6.25.2005

"But officer, there wasn't anything about murdering kids in my basement in the rental contract!"

Moving. I’m moving. Tired. Need boxes. Always more boxes. Crack addicts are like social-drinkers compared to the desperate lengths someone who’s moving will go to to get more boxes. The other day M and I snuck into the recycle bin behind the hospital – yes, the medical-waste area recycle Dumpster – to root around for some good, high-quality boxes.

There are parts of moving I really enjoy – purging the excess stuff that just seems to accumulate despite all efforts: the papers, the unworn clothes and so forth; going to a new space, starting a new adventure. Other parts, I don’t so much enjoy. Like discovering that your current residence is a total shit-hole. Smudges and finger prints on the wall. Chips in the paint. Stains – oh, God, such disturbing stains – in the carpet. Windows that look like they’ve been licked clean. And, of course, the boxes. Always more boxes. Boxes.

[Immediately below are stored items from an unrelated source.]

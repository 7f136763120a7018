use std::env;

use tracing::{error, info, warn};

use tifzones::{run, MapConfig};

fn main() -> Result<(), Box<dyn std::error::Error + Send + Sync>> {
    tracing_subscriber::fmt()
        .with_max_level(tracing::Level::INFO)
        .with_target(false)
        .init();

    let root = env::current_dir()?;
    let config = MapConfig::default();

    match run(&root, config) {
        Ok(outcome) => {
            if !outcome.report.failures.is_empty() {
                warn!(
                    processed = outcome.report.success_count(),
                    failed = outcome.report.failure_count(),
                    "Some files were skipped"
                );
            }
            info!(zones = outcome.document.zones.len(), "Done");
            Ok(())
        }
        Err(e) if e.is_empty_result() => {
            error!("{e}; no map written");
            Ok(())
        }
        Err(e) => Err(e.into()),
    }
}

I’ve always been reluctant to move. I think I approach moving the way some people approach relationships – no matter how awful, no matter how much you know you’ll be happier if you move on, you worry that you’ll never find anything as good again. God, my little studio apartment in Portland had silverfish, rusty rusty rusty pipes, it was fucking freezing, and so on. What prompted me to leave that little Eden? When the ceiling collapsed. Seriously. During the flood in 1996 (‘96? ’94? Whenever. That time Portland flooded) so much water built up on the roof and I was on the top floor, and the water decided my place looked nice and moved in. Quite suddenly in the middle of the night, in fact. I decided to maybe look around then. My moving saga is like a contemporary real-estate version of Candide.

Part of the contract when you rent or purchase a new place is an agreement not to use illegal narcotics in the place. This is a bit silly. If this is the route we want to go, shouldn’t we be including something about no arson, no child abduction, and no fabricating reasons to start war? I mean, if the contract really works. But of course it doesn’t. I guarantee that at no time, ever, has someone refused to move in to a place because of this clause. "Let’s see…lawn maintenance…payment due on the first…okay…Whoa! Hold the fucking phone a second there, Mr. Furley! No drugs? But I wanted to make meth! I already stole a truck full of Sudafed and everything! And though I, apparently, have no problem breaking federal laws, poisoning others and slowly destroying myself, I would NEVER violate a rental contract. Ah, crap. Well, if this is going to be in all housing contracts, I suppose I will quit the drugs, get a job and contribute to society. Good sir, could you point me to an LL Bean store and a Four-Square Church?"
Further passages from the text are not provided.